§ What is being asked
When you reach the line with "writing output failed" in the listing below, transcribe it and each line after it up to and including the line with "ClientError::Transport(_) | ClientError::Token(_)", exactly and with nothing else.

§ Material shown
★ ★ ★ ★
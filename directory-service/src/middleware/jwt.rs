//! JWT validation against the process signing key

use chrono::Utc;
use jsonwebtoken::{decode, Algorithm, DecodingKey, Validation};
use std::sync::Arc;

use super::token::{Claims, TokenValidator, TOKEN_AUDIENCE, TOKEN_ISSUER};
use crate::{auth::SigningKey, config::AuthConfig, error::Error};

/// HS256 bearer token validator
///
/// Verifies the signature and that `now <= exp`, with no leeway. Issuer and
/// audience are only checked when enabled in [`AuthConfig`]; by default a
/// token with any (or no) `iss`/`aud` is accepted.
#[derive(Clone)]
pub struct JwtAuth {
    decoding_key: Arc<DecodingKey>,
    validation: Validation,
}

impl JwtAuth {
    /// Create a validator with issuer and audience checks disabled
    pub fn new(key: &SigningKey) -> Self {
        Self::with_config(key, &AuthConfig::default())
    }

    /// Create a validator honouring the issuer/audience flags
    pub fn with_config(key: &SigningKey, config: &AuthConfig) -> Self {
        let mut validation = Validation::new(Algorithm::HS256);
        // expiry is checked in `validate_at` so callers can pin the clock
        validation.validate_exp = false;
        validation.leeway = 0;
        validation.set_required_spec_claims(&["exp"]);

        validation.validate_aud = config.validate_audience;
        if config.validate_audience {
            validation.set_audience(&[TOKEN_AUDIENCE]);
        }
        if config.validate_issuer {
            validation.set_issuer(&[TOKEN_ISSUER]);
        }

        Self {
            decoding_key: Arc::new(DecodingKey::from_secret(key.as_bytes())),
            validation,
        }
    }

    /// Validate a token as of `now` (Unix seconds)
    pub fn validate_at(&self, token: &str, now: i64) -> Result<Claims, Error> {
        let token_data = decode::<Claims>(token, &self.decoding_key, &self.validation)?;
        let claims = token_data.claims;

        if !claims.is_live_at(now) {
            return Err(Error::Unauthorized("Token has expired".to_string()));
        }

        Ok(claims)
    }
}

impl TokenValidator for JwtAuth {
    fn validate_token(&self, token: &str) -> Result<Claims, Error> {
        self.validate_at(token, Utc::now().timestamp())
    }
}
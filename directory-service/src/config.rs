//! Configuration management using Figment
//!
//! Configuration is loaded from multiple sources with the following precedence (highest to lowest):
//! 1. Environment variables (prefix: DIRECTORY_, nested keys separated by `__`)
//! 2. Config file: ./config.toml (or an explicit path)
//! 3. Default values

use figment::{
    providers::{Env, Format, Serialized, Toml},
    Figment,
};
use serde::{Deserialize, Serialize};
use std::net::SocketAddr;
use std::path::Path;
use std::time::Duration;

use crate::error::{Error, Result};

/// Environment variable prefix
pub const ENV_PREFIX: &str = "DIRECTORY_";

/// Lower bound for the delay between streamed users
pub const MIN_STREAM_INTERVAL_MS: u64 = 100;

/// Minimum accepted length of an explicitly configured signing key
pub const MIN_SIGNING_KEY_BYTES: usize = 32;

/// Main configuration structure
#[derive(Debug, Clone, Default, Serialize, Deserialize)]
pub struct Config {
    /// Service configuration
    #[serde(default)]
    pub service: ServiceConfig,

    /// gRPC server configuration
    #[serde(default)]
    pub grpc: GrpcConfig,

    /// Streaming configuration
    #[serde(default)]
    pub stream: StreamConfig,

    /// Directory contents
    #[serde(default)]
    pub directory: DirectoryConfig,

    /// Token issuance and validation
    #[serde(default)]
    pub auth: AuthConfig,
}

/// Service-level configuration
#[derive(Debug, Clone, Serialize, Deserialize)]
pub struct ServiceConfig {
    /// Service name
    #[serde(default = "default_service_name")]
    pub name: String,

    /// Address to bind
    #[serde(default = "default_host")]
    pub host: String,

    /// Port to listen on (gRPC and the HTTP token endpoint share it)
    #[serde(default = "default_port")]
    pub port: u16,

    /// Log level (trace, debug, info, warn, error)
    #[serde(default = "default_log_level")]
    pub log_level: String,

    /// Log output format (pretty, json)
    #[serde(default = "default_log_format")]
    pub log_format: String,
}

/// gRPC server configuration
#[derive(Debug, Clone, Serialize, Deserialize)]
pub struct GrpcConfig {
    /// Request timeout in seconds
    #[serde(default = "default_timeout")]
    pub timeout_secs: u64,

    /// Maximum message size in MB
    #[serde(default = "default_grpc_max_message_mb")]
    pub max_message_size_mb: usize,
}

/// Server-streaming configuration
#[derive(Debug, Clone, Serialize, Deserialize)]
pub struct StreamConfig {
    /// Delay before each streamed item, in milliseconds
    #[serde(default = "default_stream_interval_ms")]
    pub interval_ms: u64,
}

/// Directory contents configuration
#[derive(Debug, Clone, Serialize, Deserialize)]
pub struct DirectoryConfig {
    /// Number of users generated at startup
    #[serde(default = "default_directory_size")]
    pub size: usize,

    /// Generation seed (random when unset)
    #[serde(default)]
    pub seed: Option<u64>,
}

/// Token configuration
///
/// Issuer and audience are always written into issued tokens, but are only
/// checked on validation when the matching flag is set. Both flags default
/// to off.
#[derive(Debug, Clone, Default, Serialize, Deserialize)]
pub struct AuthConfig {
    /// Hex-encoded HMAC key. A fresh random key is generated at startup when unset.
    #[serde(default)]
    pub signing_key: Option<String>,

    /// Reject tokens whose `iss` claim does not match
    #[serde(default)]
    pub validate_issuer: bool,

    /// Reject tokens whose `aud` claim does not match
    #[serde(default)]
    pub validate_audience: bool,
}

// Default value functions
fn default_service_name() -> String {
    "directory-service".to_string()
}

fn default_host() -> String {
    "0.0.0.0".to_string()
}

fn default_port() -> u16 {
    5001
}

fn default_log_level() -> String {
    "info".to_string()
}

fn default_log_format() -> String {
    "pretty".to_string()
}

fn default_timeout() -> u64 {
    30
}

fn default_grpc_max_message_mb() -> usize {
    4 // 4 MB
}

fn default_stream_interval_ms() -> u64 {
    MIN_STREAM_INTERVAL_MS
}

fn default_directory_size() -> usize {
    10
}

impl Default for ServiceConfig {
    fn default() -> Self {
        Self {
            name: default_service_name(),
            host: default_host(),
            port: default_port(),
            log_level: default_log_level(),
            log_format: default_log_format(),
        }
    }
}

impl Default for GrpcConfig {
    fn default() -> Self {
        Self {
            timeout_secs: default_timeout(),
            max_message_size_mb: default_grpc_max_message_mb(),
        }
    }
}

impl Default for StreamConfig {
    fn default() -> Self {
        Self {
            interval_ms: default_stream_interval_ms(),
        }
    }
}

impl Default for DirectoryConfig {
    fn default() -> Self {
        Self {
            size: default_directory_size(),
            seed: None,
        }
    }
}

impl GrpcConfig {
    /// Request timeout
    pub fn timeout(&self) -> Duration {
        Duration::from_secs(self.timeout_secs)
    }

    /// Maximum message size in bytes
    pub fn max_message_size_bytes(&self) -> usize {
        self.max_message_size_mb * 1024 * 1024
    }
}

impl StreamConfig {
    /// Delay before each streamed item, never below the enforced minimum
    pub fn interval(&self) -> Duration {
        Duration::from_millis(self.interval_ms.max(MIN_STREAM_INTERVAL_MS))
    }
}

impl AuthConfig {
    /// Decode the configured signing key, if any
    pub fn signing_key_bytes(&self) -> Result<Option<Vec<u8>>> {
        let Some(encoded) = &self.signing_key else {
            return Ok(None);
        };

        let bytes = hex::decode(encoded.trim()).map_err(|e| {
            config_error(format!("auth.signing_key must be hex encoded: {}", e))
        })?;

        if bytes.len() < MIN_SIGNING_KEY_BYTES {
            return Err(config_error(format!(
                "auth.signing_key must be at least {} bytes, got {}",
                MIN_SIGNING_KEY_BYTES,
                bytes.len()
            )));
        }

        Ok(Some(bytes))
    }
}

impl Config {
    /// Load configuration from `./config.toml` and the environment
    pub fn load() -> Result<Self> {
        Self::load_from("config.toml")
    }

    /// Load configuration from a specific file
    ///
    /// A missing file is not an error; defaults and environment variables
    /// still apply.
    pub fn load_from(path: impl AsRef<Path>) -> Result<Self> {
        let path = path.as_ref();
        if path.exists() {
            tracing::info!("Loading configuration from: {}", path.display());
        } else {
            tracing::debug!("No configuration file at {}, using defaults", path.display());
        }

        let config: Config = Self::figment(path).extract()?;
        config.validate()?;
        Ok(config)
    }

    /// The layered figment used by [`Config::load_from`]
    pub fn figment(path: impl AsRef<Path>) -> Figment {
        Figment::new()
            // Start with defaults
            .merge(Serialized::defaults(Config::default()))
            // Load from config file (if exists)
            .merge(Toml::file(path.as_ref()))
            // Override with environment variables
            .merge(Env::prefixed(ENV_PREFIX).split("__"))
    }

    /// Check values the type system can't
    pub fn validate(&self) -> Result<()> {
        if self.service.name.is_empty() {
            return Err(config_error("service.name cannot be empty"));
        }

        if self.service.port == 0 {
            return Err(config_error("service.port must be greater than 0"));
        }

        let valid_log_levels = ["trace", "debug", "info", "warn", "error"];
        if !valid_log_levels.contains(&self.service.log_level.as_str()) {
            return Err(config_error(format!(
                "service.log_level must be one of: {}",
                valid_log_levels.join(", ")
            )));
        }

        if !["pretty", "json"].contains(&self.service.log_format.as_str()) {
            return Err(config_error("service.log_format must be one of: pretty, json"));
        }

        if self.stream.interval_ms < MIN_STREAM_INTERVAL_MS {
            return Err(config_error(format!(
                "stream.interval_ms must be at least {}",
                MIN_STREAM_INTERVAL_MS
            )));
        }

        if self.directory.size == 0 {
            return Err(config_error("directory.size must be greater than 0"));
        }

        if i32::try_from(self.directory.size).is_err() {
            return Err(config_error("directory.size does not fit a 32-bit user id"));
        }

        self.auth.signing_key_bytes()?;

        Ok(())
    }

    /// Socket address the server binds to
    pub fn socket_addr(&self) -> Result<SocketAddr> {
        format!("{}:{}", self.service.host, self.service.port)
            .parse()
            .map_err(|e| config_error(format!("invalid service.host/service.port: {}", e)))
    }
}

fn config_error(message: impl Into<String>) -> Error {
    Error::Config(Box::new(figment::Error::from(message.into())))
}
★ ★ ★ ★
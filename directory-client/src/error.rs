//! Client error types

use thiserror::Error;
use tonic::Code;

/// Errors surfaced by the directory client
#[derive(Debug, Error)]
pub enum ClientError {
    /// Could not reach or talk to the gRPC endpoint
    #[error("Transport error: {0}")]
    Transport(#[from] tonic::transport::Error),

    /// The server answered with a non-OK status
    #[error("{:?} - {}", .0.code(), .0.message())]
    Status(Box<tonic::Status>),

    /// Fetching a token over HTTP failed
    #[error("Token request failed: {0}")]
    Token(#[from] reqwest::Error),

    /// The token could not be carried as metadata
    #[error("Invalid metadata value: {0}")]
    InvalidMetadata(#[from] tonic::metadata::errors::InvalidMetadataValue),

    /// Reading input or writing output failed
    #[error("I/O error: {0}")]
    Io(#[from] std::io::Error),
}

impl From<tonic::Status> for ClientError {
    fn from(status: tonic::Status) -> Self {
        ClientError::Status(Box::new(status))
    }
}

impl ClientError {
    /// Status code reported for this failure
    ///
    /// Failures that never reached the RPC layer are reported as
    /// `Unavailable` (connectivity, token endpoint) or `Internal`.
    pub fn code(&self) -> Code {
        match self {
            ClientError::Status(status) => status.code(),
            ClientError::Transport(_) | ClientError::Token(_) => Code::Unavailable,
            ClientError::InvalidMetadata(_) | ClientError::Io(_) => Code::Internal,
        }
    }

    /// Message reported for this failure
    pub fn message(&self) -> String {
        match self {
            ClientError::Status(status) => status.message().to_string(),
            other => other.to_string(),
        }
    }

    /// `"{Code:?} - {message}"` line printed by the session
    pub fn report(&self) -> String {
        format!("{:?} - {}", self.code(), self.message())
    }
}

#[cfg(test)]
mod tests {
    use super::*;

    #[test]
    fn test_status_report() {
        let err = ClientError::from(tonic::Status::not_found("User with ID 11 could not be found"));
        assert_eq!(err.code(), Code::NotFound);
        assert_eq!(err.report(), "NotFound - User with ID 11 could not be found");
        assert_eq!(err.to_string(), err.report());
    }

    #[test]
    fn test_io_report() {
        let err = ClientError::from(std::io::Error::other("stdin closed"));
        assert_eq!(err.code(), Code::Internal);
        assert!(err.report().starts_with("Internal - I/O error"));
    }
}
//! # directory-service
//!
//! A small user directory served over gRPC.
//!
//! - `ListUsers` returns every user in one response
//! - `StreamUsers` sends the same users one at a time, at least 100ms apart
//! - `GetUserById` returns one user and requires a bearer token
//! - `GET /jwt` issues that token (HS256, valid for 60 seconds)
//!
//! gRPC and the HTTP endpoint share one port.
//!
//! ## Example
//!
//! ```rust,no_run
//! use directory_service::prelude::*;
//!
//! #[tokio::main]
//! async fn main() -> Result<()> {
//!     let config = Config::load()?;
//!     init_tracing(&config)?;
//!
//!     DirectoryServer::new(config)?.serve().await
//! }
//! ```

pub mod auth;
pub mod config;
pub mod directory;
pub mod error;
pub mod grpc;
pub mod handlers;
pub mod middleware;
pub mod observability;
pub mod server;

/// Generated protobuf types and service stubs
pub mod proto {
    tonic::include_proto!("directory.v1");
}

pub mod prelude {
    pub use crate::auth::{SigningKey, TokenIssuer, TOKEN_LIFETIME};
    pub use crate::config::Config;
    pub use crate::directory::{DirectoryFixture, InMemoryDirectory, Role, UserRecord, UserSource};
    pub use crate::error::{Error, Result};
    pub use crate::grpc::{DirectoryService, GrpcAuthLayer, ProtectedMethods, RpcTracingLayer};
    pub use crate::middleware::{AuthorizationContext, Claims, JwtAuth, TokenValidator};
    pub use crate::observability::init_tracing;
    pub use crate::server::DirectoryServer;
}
★ ★ ★ ★
§ Answer to this task
    /// Reading input or writing output failed
    #[error("I/O error: {0}")]
    Io(#[from] std::io::Error),
}

impl From<tonic::Status> for ClientError {
    fn from(status: tonic::Status) -> Self {
        ClientError::Status(Box::new(status))
    }
}

impl ClientError {
    /// Status code reported for this failure
    ///
    /// Failures that never reached the RPC layer are reported as
    /// `Unavailable` (connectivity, token endpoint) or `Internal`.
    pub fn code(&self) -> Code {
        match self {
            ClientError::Status(status) => status.code(),
            ClientError::Transport(_) | ClientError::Token(_) => Code::Unavailable,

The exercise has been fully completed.